To underscore that, NATO warplanes followed up a dramatic attack on one of Milosevic's personal residences in the morning with strikes all day in what the Yugoslav Tanjug news agency called the fiercest daytime strikes yet. Last night, bombs struck three Serb television relays and a railway bridge over the Ibar River in central Serbia.

Serb media reported that NATO jets pounded an area around the southern town of Vranje with 40 missiles over two hours. NATO also struck the town of Uzice, 75 miles southeast of Belgrade.

TV headquarters hit

Then, in the middle of the night, a missile struck Serbian TV headquarters in Belgrade, knocking its three channels off the air.

NATO has warned that Serb TV was a legitimate target because it was broadcasting propaganda.

International news organizations relied on the Serb facilities for their transmissions.

Milosevic's offer yesterday came at a delicate time, as leaders gathered in Washington for NATO's 50th-anniversary summit. NATO officials had been expecting him to take some action to try to divide the alliance, and they said an offer of a toothless "international presence" might aim to do just that.

"That's what we all feared -- an initiative by Milosevic right before the summit to try to split the alliance," said a European diplomat.

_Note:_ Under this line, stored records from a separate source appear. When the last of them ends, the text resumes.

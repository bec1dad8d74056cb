use std::path::Path;

use serde::{Deserialize, Serialize};

/// Default bound of an engine's async task queue.
pub const DEFAULT_MAX_ASYNC_TASKS: usize = 30;

/// Transcoding settings shared by every decoder/encoder of a process.
#[derive(Debug, Clone, PartialEq, Eq, Serialize, Deserialize)]
#[serde(default)]
pub struct TranscodeConfig {
    /// Decoder thread-count hint; 0 lets the codec pick.
    pub decode_threads: usize,
    /// Encoder thread-count hint; 0 lets the codec pick.
    pub encode_threads: usize,
    /// Bound of the async task queue, must be within 3..=1000.
    pub max_async_tasks: usize,
    pub check_nvidia: bool,
    pub check_qsv: bool,
    pub check_amf: bool,
    /// Forward FFmpeg's own diagnostics.
    pub enable_ffmpeg_log: bool,
}

impl Default for TranscodeConfig {
    fn default() -> Self {
        Self {
            decode_threads: 0,
            encode_threads: 0,
            max_async_tasks: DEFAULT_MAX_ASYNC_TASKS,
            check_nvidia: true,
            check_qsv: true,
            check_amf: true,
            enable_ffmpeg_log: false,
        }
    }
}

impl TranscodeConfig {
    pub fn from_json(text: &str) -> anyhow::Result<Self> {
        serde_json::from_str(text).map_err(|e| anyhow::anyhow!("parse transcode config: {}", e))
    }

    pub fn load(path: impl AsRef<Path>) -> anyhow::Result<Self> {
        let path = path.as_ref();
        let text = std::fs::read_to_string(path)
            .map_err(|e| anyhow::anyhow!("read config {}: {}", path.display(), e))?;
        Self::from_json(&text)
    }
}

#[cfg(test)]
mod tests {
    use super::*;

    #[test]
    fn test_partial_json_keeps_defaults() -> anyhow::Result<()> {
        let config = TranscodeConfig::from_json(r#"{"check_nvidia": false, "decode_threads": 4}"#)?;
        assert!(!config.check_nvidia);
        assert!(config.check_qsv);
        assert_eq!(config.decode_threads, 4);
        assert_eq!(config.max_async_tasks, DEFAULT_MAX_ASYNC_TASKS);
        assert!(!config.enable_ffmpeg_log);
        Ok(())
    }

    #[test]
    fn test_invalid_json_is_an_error() {
        let err = TranscodeConfig::from_json("{ not json").unwrap_err();
        assert!(err.to_string().contains("parse transcode config"));
    }
}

Said the NATO diplomat: "I can predict that there will be something out of Belgrade every day between now and Monday," when the summit concludes.

Personal overtones

The bombing took on particularly personal overtones after the pre-dawn strike yesterday that gutted Milosevic's home in an affluent neighborhood of Belgrade. Goran Matic, a high-level Yugoslav official, denounced the attack as "an assassination attempt on the president" and an "organized terrorist criminal act."

Clinton denied that the bombing was an attempt on Milosevic's life, and his spokesman, Joe Lockhart, said NATO forces understood correctly that the Serb leader was not at the house when it was struck.

But, Clinton said, the house was considered "a command-and-control" facility and thus a legitimate military target.